Um homem exibe um cartaz com o novo nome da rua 16, ‘Black Lives Matter Plaza’ (“Praça Vidas Negras Importam”).
Um homem exibe um cartaz com o novo nome da rua 16, ‘Black Lives Matter Plaza’ (“Praça Vidas Negras Importam”).ALEXANDER DRAGO (REUTERS)

Uma cerca protege os jardins da residência oficial do presidente dos Estados Unidos. Ali estão penduradas dezenas de fotos de afro-americanos mortos pelas forças policiais nos últimos anos. “Não se pode ser neutro, é preciso ser antirracista”, lê-se numa das imagens, que continuam ali ao longo das semanas. A Casa Branca já era um ponto turístico antes dos protestos e da pandemia. Com a criação da nova praça, no entanto, tornou-se uma visita obrigatória também para os moradores locais. Uma mulher, com uma sacola na qual foi estampado o rosto de Michelle Obama, faz com seu celular um percurso virtual para mostrar à família, que está fora da cidade.

Os protestos se intensificaram nos últimos dias em Seattle (Washington) e Portland (Oregon), onde as forças federais enfrentaram os manifestantes. As imagens dos violentos choques contrastam com as de uma pacífica aula de ioga na praça do Black Lives Matter. Nos finais de semana, o local se transforma numa festa ao ar livre, onde diversos coletivos aproveitam para se reunir pacificamente. Neste mesmo lugar, também houve enfrentamentos com a polícia em junho, mas há várias semanas veem-se apenas atividades organizadas por coletivos. Alguns pedem o cancelamento do aluguel na capital norte-americana, outros exigem justiça pelo assassinato em abril da soldado Vanessa Guillén, de origem mexicana.

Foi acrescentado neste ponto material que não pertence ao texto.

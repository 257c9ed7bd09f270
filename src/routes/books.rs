use askama::Template;
use axum::extract::{Path, Query, State};
use axum::http::StatusCode;
use axum::response::Response;
use axum::routing::{get, post};
use axum::{Form, Router};
use chrono::Datelike;
use serde::Deserialize;

use crate::catalog::pagination::parse_page;
use crate::catalog::{is_owner, star_string, BookDetail, BookQuery, RatingSummary, ReviewPanel};
use crate::error::{AppError, AppResult};
use crate::extractors::{CurrentUser, Flash, MaybeUser};
use crate::forms::{BookForm, FieldErrors, ReviewForm};
use crate::notice::{redirect_with_notice, Notice};
use crate::routes::views::{star_options, BookCard, Pager, ReviewCard, StarOption};
use crate::routes::{page, page_with_status, Chrome, ConfirmForm, ConfirmTemplate};
use crate::state::AppState;

pub fn router() -> Router<AppState> {
    Router::new()
        .route("/books", post(create))
        .route("/books/new", get(new_form))
        .route("/books/{id}", get(show))
        .route("/books/{id}/edit", get(edit_form).post(update))
        .route("/books/{id}/delete", get(delete_confirm).post(delete))
}

// -- Listing --

#[derive(Debug, Default, Deserialize)]
pub struct ListParams {
    pub q: Option<String>,
    pub page: Option<String>,
}

impl ListParams {
    pub fn to_query(&self) -> BookQuery {
        BookQuery::new(
            self.q.as_deref().unwrap_or(""),
            parse_page(self.page.as_deref()),
        )
    }
}

#[derive(Template)]
#[template(path = "pages/books.html")]
pub struct BookListTemplate {
    pub chrome: Chrome,
    pub search: String,
    pub books: Vec<BookCard>,
    pub pager: Pager,
    pub empty_message: &'static str,
}

/// GET /: newest books first, filtered by `q`, paged by `page`
pub async fn index(
    State(state): State<AppState>,
    MaybeUser(user): MaybeUser,
    flash: Flash,
    Query(params): Query<ListParams>,
) -> AppResult<Response> {
    let query = params.to_query();
    let listing = state
        .catalog
        .list_books(&query, state.config.catalog.page_size)
        .await?;

    let empty_message = if query.search.is_empty() {
        "No books found. Add some books to get started!"
    } else {
        "No books match your search."
    };

    let template = BookListTemplate {
        chrome: Chrome::new(user, &flash),
        pager: Pager::new(&listing.pagination, &query.search),
        books: listing.books.into_iter().map(BookCard::from).collect(),
        search: query.search,
        empty_message,
    };
    Ok(page(template, &flash))
}

// -- Detail --

#[derive(Debug, Default, Deserialize)]
pub struct ShowParams {
    pub edit: Option<String>,
}

impl ShowParams {
    fn wants_edit(&self) -> bool {
        matches!(self.edit.as_deref(), Some("1" | "true" | "yes"))
    }
}

/// Review panel as rendered: state plus the form values to show.
pub struct PanelView {
    pub signed_in: bool,
    pub title: &'static str,
    pub shows_form: bool,
    pub is_editing: bool,
    pub has_review: bool,
    pub submit_label: &'static str,
    pub review_text: String,
    pub own_stars: String,
    pub own_text: String,
    pub star_options: Vec<StarOption>,
}

impl PanelView {
    fn new(panel: &ReviewPanel, signed_in: bool, submitted: Option<&ReviewForm>) -> Self {
        let (rating, review_text) = match (submitted, panel) {
            (Some(form), _) => (form.selected_rating(), form.review_text.clone()),
            (None, ReviewPanel::Editing(review)) => (review.rating, review.review_text.clone()),
            (None, _) => (0, String::new()),
        };
        let (own_stars, own_text) = match panel.review() {
            Some(review) => (star_string(review.rating), review.review_text.clone()),
            None => (String::new(), String::new()),
        };
        Self {
            signed_in,
            title: panel.title(),
            shows_form: panel.shows_form(),
            is_editing: panel.is_editing(),
            has_review: panel.review().is_some(),
            submit_label: panel.submit_label(),
            review_text,
            own_stars,
            own_text,
            star_options: star_options(rating),
        }
    }
}

#[derive(Template)]
#[template(path = "pages/book.html")]
pub struct BookDetailTemplate {
    pub chrome: Chrome,
    pub id: String,
    pub title: String,
    pub author: String,
    pub genre: String,
    pub published_year: i32,
    pub description: String,
    pub cover_url: String,
    pub owner_name: String,
    pub is_owner: bool,
    pub stars: String,
    pub average: String,
    pub review_count: u32,
    pub panel: PanelView,
    pub reviews: Vec<ReviewCard>,
    pub errors: FieldErrors,
}

/// Everything needed to draw a book page; shared by GET and a failed review POST.
pub(crate) async fn detail_page(
    state: &AppState,
    user: Option<CurrentUser>,
    flash: &Flash,
    book_id: &str,
    wants_edit: bool,
    submitted: Option<(&ReviewForm, FieldErrors)>,
) -> AppResult<BookDetailTemplate> {
    let BookDetail { book, owner_name } = state
        .catalog
        .get_book(book_id)
        .await?
        .ok_or(AppError::NotFound)?;
    let reviews = state.catalog.book_reviews(book_id).await?;

    let viewer_id = user.as_ref().map(|u| u.id.as_str());
    let rating = RatingSummary::from_ratings(reviews.iter().map(|r| r.review.rating));
    let existing = viewer_id.and_then(|id| {
        reviews
            .iter()
            .find(|r| r.review.user_id == id)
            .map(|r| r.review.clone())
    });

    let (form, errors) = match submitted {
        Some((form, errors)) => (Some(form), errors),
        None => (None, FieldErrors::new()),
    };
    // a rejected submit keeps the form open
    let panel = ReviewPanel::resolve(existing, wants_edit || form.is_some());
    let panel_view = PanelView::new(&panel, viewer_id.is_some(), form);
    let is_owner = is_owner(&book, viewer_id);

    Ok(BookDetailTemplate {
        reviews: reviews
            .into_iter()
            .map(|r| ReviewCard::for_book(r, viewer_id))
            .collect(),
        chrome: Chrome::new(user, flash),
        id: book.id,
        title: book.title,
        author: book.author,
        genre: book.genre,
        published_year: book.published_year,
        description: book.description.unwrap_or_default(),
        cover_url: book.cover_url.unwrap_or_default(),
        owner_name: owner_name.unwrap_or_else(|| "Unknown".to_string()),
        is_owner,
        stars: star_string(rating.rounded_stars()),
        average: rating.display_average(),
        review_count: rating.count,
        panel: panel_view,
        errors,
    })
}

/// GET /books/{id}: book, its rating summary, reviews and the viewer's review panel
pub async fn show(
    State(state): State<AppState>,
    MaybeUser(user): MaybeUser,
    flash: Flash,
    Path(id): Path<String>,
    Query(params): Query<ShowParams>,
) -> AppResult<Response> {
    let template = detail_page(&state, user, &flash, &id, params.wants_edit(), None).await?;
    Ok(page(template, &flash))
}

// -- Add / edit --

#[derive(Template)]
#[template(path = "pages/book_form.html")]
pub struct BookFormTemplate {
    pub chrome: Chrome,
    pub heading: &'static str,
    pub action: String,
    pub submit_label: &'static str,
    pub cancel_href: String,
    pub form: BookForm,
    pub errors: FieldErrors,
}

impl BookFormTemplate {
    fn add(user: CurrentUser, flash: &Flash, form: BookForm, errors: FieldErrors) -> Self {
        Self {
            chrome: Chrome::new(Some(user), flash),
            heading: "Add New Book",
            action: "/books".to_string(),
            submit_label: "Add Book",
            cancel_href: "/".to_string(),
            form,
            errors,
        }
    }

    fn edit(
        user: CurrentUser,
        flash: &Flash,
        book_id: &str,
        form: BookForm,
        errors: FieldErrors,
    ) -> Self {
        Self {
            chrome: Chrome::new(Some(user), flash),
            heading: "Edit Book",
            action: format!("/books/{}/edit", book_id),
            submit_label: "Update Book",
            cancel_href: format!("/books/{}", book_id),
            form,
            errors,
        }
    }
}

/// GET /books/new
pub async fn new_form(user: CurrentUser, flash: Flash) -> AppResult<Response> {
    let form = BookForm {
        published_year: chrono::Utc::now().year().to_string(),
        ..BookForm::default()
    };
    let template = BookFormTemplate::add(user, &flash, form, FieldErrors::new());
    Ok(page(template, &flash))
}

/// POST /books
pub async fn create(
    State(state): State<AppState>,
    user: CurrentUser,
    Form(form): Form<BookForm>,
) -> AppResult<Response> {
    let new_book = match form.validate() {
        Ok(book) => book,
        Err(errors) => {
            let template = BookFormTemplate::add(user, &Flash::default(), form, errors);
            return Ok(page_with_status(
                StatusCode::UNPROCESSABLE_ENTITY,
                template,
                &Flash::default(),
            ));
        }
    };

    let book = state.catalog.create_book(&user.id, &new_book).await?;
    Ok(redirect_with_notice(
        &format!("/books/{}", book.id),
        Notice::success("Book added successfully"),
    ))
}

/// Load a book and make sure `user` added it.
async fn owned_book(
    state: &AppState,
    user: &CurrentUser,
    id: &str,
    verb: &str,
) -> AppResult<BookDetail> {
    let detail = state
        .catalog
        .get_book(id)
        .await?
        .ok_or(AppError::NotFound)?;
    if !is_owner(&detail.book, Some(&user.id)) {
        return Err(AppError::Forbidden(format!(
            "You can only {} your own books",
            verb
        )));
    }
    Ok(detail)
}

/// GET /books/{id}/edit
pub async fn edit_form(
    State(state): State<AppState>,
    user: CurrentUser,
    flash: Flash,
    Path(id): Path<String>,
) -> AppResult<Response> {
    let detail = owned_book(&state, &user, &id, "edit").await?;
    let form = BookForm::from(&detail.book);
    let template = BookFormTemplate::edit(user, &flash, &id, form, FieldErrors::new());
    Ok(page(template, &flash))
}

/// POST /books/{id}/edit
pub async fn update(
    State(state): State<AppState>,
    user: CurrentUser,
    Path(id): Path<String>,
    Form(form): Form<BookForm>,
) -> AppResult<Response> {
    owned_book(&state, &user, &id, "edit").await?;

    let changes = match form.validate() {
        Ok(book) => book,
        Err(errors) => {
            let template = BookFormTemplate::edit(user, &Flash::default(), &id, form, errors);
            return Ok(page_with_status(
                StatusCode::UNPROCESSABLE_ENTITY,
                template,
                &Flash::default(),
            ));
        }
    };

    state.catalog.update_book(&id, &changes).await?;
    Ok(redirect_with_notice(
        &format!("/books/{}", id),
        Notice::success("Book updated successfully"),
    ))
}

// -- Delete --

/// GET /books/{id}/delete: confirmation step before the destructive POST
pub async fn delete_confirm(
    State(state): State<AppState>,
    user: CurrentUser,
    flash: Flash,
    Path(id): Path<String>,
) -> AppResult<Response> {
    let detail = owned_book(&state, &user, &id, "delete").await?;
    let template = ConfirmTemplate {
        chrome: Chrome::new(Some(user), &flash),
        heading: format!("Delete \u{201c}{}\u{201d}?", detail.book.title),
        message: "This will permanently delete this book and all its reviews.".to_string(),
        action: format!("/books/{}/delete", id),
        cancel_href: format!("/books/{}", id),
    };
    Ok(page(template, &flash))
}

/// POST /books/{id}/delete
pub async fn delete(
    State(state): State<AppState>,
    user: CurrentUser,
    Path(id): Path<String>,
    Form(confirm): Form<ConfirmForm>,
) -> AppResult<Response> {
    owned_book(&state, &user, &id, "delete").await?;
    if !confirm.confirmed() {
        return Err(AppError::BadRequest("Deletion must be confirmed".into()));
    }

    if !state.catalog.delete_book(&id).await? {
        return Err(AppError::NotFound);
    }
    Ok(redirect_with_notice(
        "/",
        Notice::success("Book deleted successfully"),
    ))
}

#[cfg(test)]
mod tests {
    use super::*;

    #[test]
    fn list_params_default_to_first_page() {
        let query = ListParams::default().to_query();
        assert_eq!(query, BookQuery::new("", 1));

        let query = ListParams {
            q: Some("  tolkien ".into()),
            page: Some("junk".into()),
        }
        .to_query();
        assert_eq!(query, BookQuery::new("tolkien", 1));
    }

    #[test]
    fn edit_flag_accepts_common_truthy_values() {
        for (raw, expected) in [(Some("1"), true), (Some("true"), true), (Some("0"), false), (None, false)] {
            let params = ShowParams {
                edit: raw.map(String::from),
            };
            assert_eq!(params.wants_edit(), expected, "{:?}", raw);
        }
    }

    #[test]
    fn empty_form_renders_with_errors() {
        let user = CurrentUser {
            id: "u1".into(),
            email: "a@b.co".into(),
            name: "Ada".into(),
        };
        let errors = BookForm::default().validate_for_year(2026).unwrap_err();
        let body = BookFormTemplate::add(user, &Flash::default(), BookForm::default(), errors)
            .render()
            .unwrap();
        assert!(body.contains("Title is required"));
        assert!(body.contains(r#"action="/books""#));
    }
}
//! Form payloads and their field-level validation.
//!
//! Validation happens before any database call; a failure is reported back
//! on the form as a map of field name to message.

use std::collections::BTreeMap;

use serde::Deserialize;

use crate::catalog::{NewBook, ReviewInput};

pub const TITLE_MAX: usize = 200;
pub const AUTHOR_MAX: usize = 100;
pub const DESCRIPTION_MAX: usize = 2000;
pub const GENRE_MAX: usize = 50;
pub const EARLIEST_YEAR: i32 = 1000;
pub const NAME_MIN: usize = 2;
pub const PASSWORD_MIN: usize = 6;

#[derive(Debug, Clone, Default, PartialEq, Eq)]
pub struct FieldErrors(BTreeMap<&'static str, String>);

impl FieldErrors {
    pub fn new() -> Self {
        Self::default()
    }

    pub fn add(&mut self, field: &'static str, message: impl Into<String>) {
        self.0.entry(field).or_insert_with(|| message.into());
    }

    pub fn get(&self, field: &str) -> Option<&str> {
        self.0.get(field).map(String::as_str)
    }

    /// Message for `field`, or an empty string.
    pub fn message(&self, field: &str) -> &str {
        self.get(field).unwrap_or_default()
    }

    pub fn has(&self, field: &str) -> bool {
        self.0.contains_key(field)
    }

    pub fn is_empty(&self) -> bool {
        self.0.is_empty()
    }

    fn into_result<T>(self, value: impl FnOnce() -> T) -> Result<T, FieldErrors> {
        if self.is_empty() {
            Ok(value())
        } else {
            Err(self)
        }
    }
}

fn char_len(s: &str) -> usize {
    s.chars().count()
}

fn required(
    errors: &mut FieldErrors,
    field: &'static str,
    value: &str,
    max: usize,
    label: &str,
) {
    if value.is_empty() {
        errors.add(field, format!("{} is required", label));
    } else if char_len(value) > max {
        errors.add(field, format!("{} must be at most {} characters", label, max));
    }
}

/// Minimal shape check: one `@`, something before it, a dotted domain after it.
pub fn is_plausible_email(email: &str) -> bool {
    if email.chars().any(char::is_whitespace) {
        return false;
    }
    let Some((local, domain)) = email.split_once('@') else {
        return false;
    };
    !local.is_empty()
        && !domain.contains('@')
        && domain.contains('.')
        && domain.split('.').all(|part| !part.is_empty())
}

fn is_web_url(raw: &str) -> bool {
    match url::Url::parse(raw) {
        Ok(parsed) => matches!(parsed.scheme(), "http" | "https") && parsed.host().is_some(),
        Err(_) => false,
    }
}

fn non_empty(value: &str) -> Option<String> {
    let trimmed = value.trim();
    (!trimmed.is_empty()).then(|| trimmed.to_string())
}

// -- Books --

#[derive(Debug, Clone, Default, Deserialize)]
#[serde(default)]
pub struct BookForm {
    pub title: String,
    pub author: String,
    pub description: String,
    pub genre: String,
    pub published_year: String,
    pub cover_url: String,
}

impl BookForm {
    pub fn validate(&self) -> Result<NewBook, FieldErrors> {
        use chrono::Datelike;
        self.validate_for_year(chrono::Utc::now().year())
    }

    pub fn validate_for_year(&self, current_year: i32) -> Result<NewBook, FieldErrors> {
        let mut errors = FieldErrors::new();

        let title = self.title.trim();
        let author = self.author.trim();
        let genre = self.genre.trim();
        required(&mut errors, "title", title, TITLE_MAX, "Title");
        required(&mut errors, "author", author, AUTHOR_MAX, "Author");
        required(&mut errors, "genre", genre, GENRE_MAX, "Genre");

        let description = non_empty(&self.description);
        if description
            .as_deref()
            .is_some_and(|d| char_len(d) > DESCRIPTION_MAX)
        {
            errors.add(
                "description",
                format!("Description must be at most {} characters", DESCRIPTION_MAX),
            );
        }

        let published_year = match self.published_year.trim().parse::<i32>() {
            Ok(year) if (EARLIEST_YEAR..=current_year).contains(&year) => year,
            Ok(_) => {
                errors.add(
                    "published_year",
                    format!(
                        "Published year must be between {} and {}",
                        EARLIEST_YEAR, current_year
                    ),
                );
                0
            }
            Err(_) => {
                errors.add("published_year", "Published year must be a number");
                0
            }
        };

        let cover_url = non_empty(&self.cover_url);
        if cover_url.as_deref().is_some_and(|u| !is_web_url(u)) {
            errors.add("cover_url", "Invalid URL");
        }

        errors.into_result(|| NewBook {
            title: title.to_string(),
            author: author.to_string(),
            description,
            genre: genre.to_string(),
            published_year,
            cover_url,
        })
    }
}

impl From<&crate::db::models::Book> for BookForm {
    fn from(book: &crate::db::models::Book) -> Self {
        Self {
            title: book.title.clone(),
            author: book.author.clone(),
            description: book.description.clone().unwrap_or_default(),
            genre: book.genre.clone(),
            published_year: book.published_year.to_string(),
            cover_url: book.cover_url.clone().unwrap_or_default(),
        }
    }
}

// -- Reviews --

#[derive(Debug, Clone, Default, Deserialize)]
#[serde(default)]
pub struct ReviewForm {
    /// `0` or empty means no star was picked.
    pub rating: String,
    pub review_text: String,
}

impl ReviewForm {
    pub fn validate(&self) -> Result<ReviewInput, FieldErrors> {
        let mut errors = FieldErrors::new();

        let rating = match self.rating.trim().parse::<u8>() {
            Ok(r @ 1..=5) => r,
            _ => {
                errors.add("rating", "Please choose a rating from 1 to 5 stars");
                0
            }
        };

        let text = self.review_text.trim();
        if text.is_empty() {
            errors.add("review_text", "Please write a few words about this book");
        }

        errors.into_result(|| ReviewInput {
            rating,
            review_text: text.to_string(),
        })
    }

    /// Picked rating for re-rendering the form; 0 when none or invalid.
    pub fn selected_rating(&self) -> u8 {
        self.rating
            .trim()
            .parse::<u8>()
            .ok()
            .filter(|r| (1..=5).contains(r))
            .unwrap_or(0)
    }
}

// -- Accounts --

#[derive(Debug, Clone, Default, Deserialize)]
#[serde(default)]
pub struct SignUpForm {
    pub name: String,
    pub email: String,
    pub password: String,
}

#[derive(Debug, Clone, PartialEq, Eq)]
pub struct SignUp {
    pub name: String,
    pub email: String,
    pub password: String,
}

impl SignUpForm {
    pub fn validate(&self) -> Result<SignUp, FieldErrors> {
        let mut errors = FieldErrors::new();

        let name = self.name.trim();
        if char_len(name) < NAME_MIN {
            errors.add(
                "name",
                format!("Name must be at least {} characters", NAME_MIN),
            );
        }
        let email = validate_email(&mut errors, &self.email);
        validate_password(&mut errors, &self.password);

        errors.into_result(|| SignUp {
            name: name.to_string(),
            email,
            password: self.password.clone(),
        })
    }
}

#[derive(Debug, Clone, Default, Deserialize)]
#[serde(default)]
pub struct SignInForm {
    pub email: String,
    pub password: String,
}

impl SignInForm {
    /// Returns the normalized email on success.
    pub fn validate(&self) -> Result<String, FieldErrors> {
        let mut errors = FieldErrors::new();
        let email = validate_email(&mut errors, &self.email);
        validate_password(&mut errors, &self.password);
        errors.into_result(|| email)
    }
}

fn validate_email(errors: &mut FieldErrors, raw: &str) -> String {
    let email = raw.trim().to_lowercase();
    if !is_plausible_email(&email) {
        errors.add("email", "Invalid email address");
    }
    email
}

fn validate_password(errors: &mut FieldErrors, password: &str) {
    if char_len(password) < PASSWORD_MIN {
        errors.add(
            "password",
            format!("Password must be at least {} characters", PASSWORD_MIN),
        );
    }
}
pub mod pagination;
pub mod rating;
pub mod repository;
pub mod review_state;

use serde::Serialize;

use crate::db::models::{Book, Review};

pub use pagination::Pagination;
pub use rating::{star_string, RatingSummary};
pub use repository::{CatalogRepository, RepositoryError, SqliteCatalogRepository};
pub use review_state::{ReviewPanel, ReviewWrite};

/// Validated book fields, shared by create and update.
#[derive(Debug, Clone, PartialEq, Eq)]
pub struct NewBook {
    pub title: String,
    pub author: String,
    pub description: Option<String>,
    pub genre: String,
    pub published_year: i32,
    pub cover_url: Option<String>,
}

/// Validated review fields.
#[derive(Debug, Clone, PartialEq, Eq)]
pub struct ReviewInput {
    pub rating: u8,
    pub review_text: String,
}

/// Listing request: free-text search plus a 1-based page.
#[derive(Debug, Clone, PartialEq, Eq)]
pub struct BookQuery {
    pub search: String,
    pub page: u32,
}

impl BookQuery {
    pub fn new(search: impl AsRef<str>, page: u32) -> Self {
        Self {
            search: search.as_ref().trim().to_string(),
            page: page.max(1),
        }
    }

    /// Case-folded substring pattern for `fold_case(col) LIKE ... ESCAPE '\'`.
    pub fn like_pattern(&self) -> Option<String> {
        if self.search.is_empty() {
            return None;
        }
        let mut pattern = String::with_capacity(self.search.len() + 2);
        pattern.push('%');
        for c in fold_case(&self.search).chars() {
            if matches!(c, '%' | '_' | '\\') {
                pattern.push('\\');
            }
            pattern.push(c);
        }
        pattern.push('%');
        Some(pattern)
    }
}

impl Default for BookQuery {
    fn default() -> Self {
        Self::new("", 1)
    }
}

#[derive(Debug, Clone, PartialEq, Serialize)]
pub struct BookSummary {
    #[serde(flatten)]
    pub book: Book,
    #[serde(flatten)]
    pub rating: RatingSummary,
}

#[derive(Debug, Clone, PartialEq)]
pub struct BookPage {
    pub books: Vec<BookSummary>,
    pub pagination: Pagination,
}

impl BookPage {
    pub fn is_empty(&self) -> bool {
        self.books.is_empty()
    }
}

#[derive(Debug, Clone, PartialEq, Serialize)]
pub struct BookDetail {
    #[serde(flatten)]
    pub book: Book,
    #[serde(rename = "addedByName")]
    pub owner_name: Option<String>,
}

#[derive(Debug, Clone, PartialEq, Serialize)]
pub struct ReviewWithAuthor {
    #[serde(flatten)]
    pub review: Review,
    #[serde(rename = "userName")]
    pub author_name: Option<String>,
}

impl ReviewWithAuthor {
    pub fn display_name(&self) -> &str {
        self.author_name.as_deref().unwrap_or("Anonymous")
    }
}

#[derive(Debug, Clone, PartialEq, Serialize)]
pub struct ReviewWithBook {
    #[serde(flatten)]
    pub review: Review,
    #[serde(rename = "bookTitle")]
    pub book_title: String,
}

/// Unicode lowercase used on both sides of a search comparison.
pub fn fold_case(text: &str) -> String {
    text.to_lowercase()
}

/// A book may only be edited or deleted by the user who added it.
pub fn is_owner(book: &Book, user_id: Option<&str>) -> bool {
    user_id.is_some_and(|id| id == book.added_by)
}

/// Create the caller's review, or update it if one already exists for this book.
pub async fn submit_review(
    repo: &dyn CatalogRepository,
    book_id: &str,
    user_id: &str,
    input: &ReviewInput,
) -> Result<(ReviewWrite, Review), RepositoryError> {
    let existing = repo.find_review(book_id, user_id).await?;
    let write = ReviewWrite::for_existing(existing.as_ref());
    let saved = match &write {
        ReviewWrite::Create => repo.create_review(book_id, user_id, input).await?,
        ReviewWrite::Update { review_id } => repo.update_review(review_id, user_id, input).await?,
    };
    Ok((write, saved))
}
use std::sync::Arc;

use r2d2::Pool;
use r2d2_sqlite::SqliteConnectionManager;

use crate::catalog::{CatalogRepository, SqliteCatalogRepository};
use crate::config::Config;

pub type DbPool = Pool<SqliteConnectionManager>;

#[derive(Clone)]
pub struct AppState {
    pub db: DbPool,
    pub config: Config,
    pub catalog: Arc<dyn CatalogRepository>,
}

impl AppState {
    pub fn new(db: DbPool, config: Config) -> Self {
        let catalog = Arc::new(SqliteCatalogRepository::new(db.clone()));
        Self {
            db,
            config,
            catalog,
        }
    }
}
use serde::{Deserialize, Serialize};

#[derive(Debug, Clone, Serialize, Deserialize)]
pub struct Profile {
    pub id: String,
    pub name: String,
    pub created_at: String,
}

#[derive(Debug, Clone, PartialEq, Serialize, Deserialize)]
pub struct Book {
    pub id: String,
    pub title: String,
    pub author: String,
    pub description: Option<String>,
    pub genre: String,
    pub published_year: i32,
    pub cover_url: Option<String>,
    pub added_by: String,
    pub created_at: String,
    pub updated_at: String,
}

#[derive(Debug, Clone, PartialEq, Serialize, Deserialize)]
pub struct Review {
    pub id: String,
    pub book_id: String,
    pub user_id: String,
    pub rating: u8,
    pub review_text: String,
    pub created_at: String,
    pub updated_at: String,
}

A praça se transformou no símbolo pop de um movimento com uma demanda histórica. Milhares de fotos são postadas no Instagram com a hashtag #BlackLivesMatterPlaza; os protagonistas levantam o braço de punho fechado ou se ajoelham, alguns com filtros e todos com o amarelo poderoso das letras no asfalto que não se apagam. “Este é um lindo pedaço de arte, e considero maravilhoso que fechem a rua para que as pessoas tenham um microfone aberto e espaço para outras manifestações”, diz Maya, de 24 anos, depois de fazer um vídeo com seus amigos. Do outro lado da rua restam alguns vendedores de camisetas e bandeiras. A polícia os afastou aos poucos, mas ainda é possível conseguir um broche do Black Lives Matter de 2020 por cinco dólares (26 reais).